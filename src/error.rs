use thiserror::Error;

#[derive(Error, Debug)]
pub enum RosterError {
    #[error("invalid allocator configuration: {0}")]
    InvalidConfig(String),

    #[error("malformed availability token '{0}'")]
    MalformedToken(String),

    #[error("slot {day}-{period} is outside the weekly calendar")]
    SlotOutOfCalendar { day: u8, period: u8 },

    #[error("student not found: {0}")]
    StudentNotFound(u32),

    #[error("CSV error: {0}")]
    Csv(#[from] csv::Error),

    #[error("I/O error: {0}")]
    Io(#[from] std::io::Error),
}

pub type Result<T> = std::result::Result<T, RosterError>;
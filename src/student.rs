use serde::{Deserialize, Serialize};

use crate::slot::Slot;

/// A registered student and the shifts they declared themselves available for.
///
/// The numeric id is assigned by the roster store and is the identity used
/// everywhere: load counters and assignment lists key on it, so two students
/// who happen to share a display name never share a weekly cap.
#[derive(Debug, Clone, Serialize, Deserialize)]
pub struct Student {
    pub id: u32,
    pub name: String,
    pub availability: Vec<Slot>,
}

impl Student {
    pub fn is_available(&self, slot: &Slot) -> bool {
        self.availability.contains(slot)
    }
}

= = = = = = =

- Requirement: Find the lines above that contain "availability" and report their number, without comment.

- Answer section: 3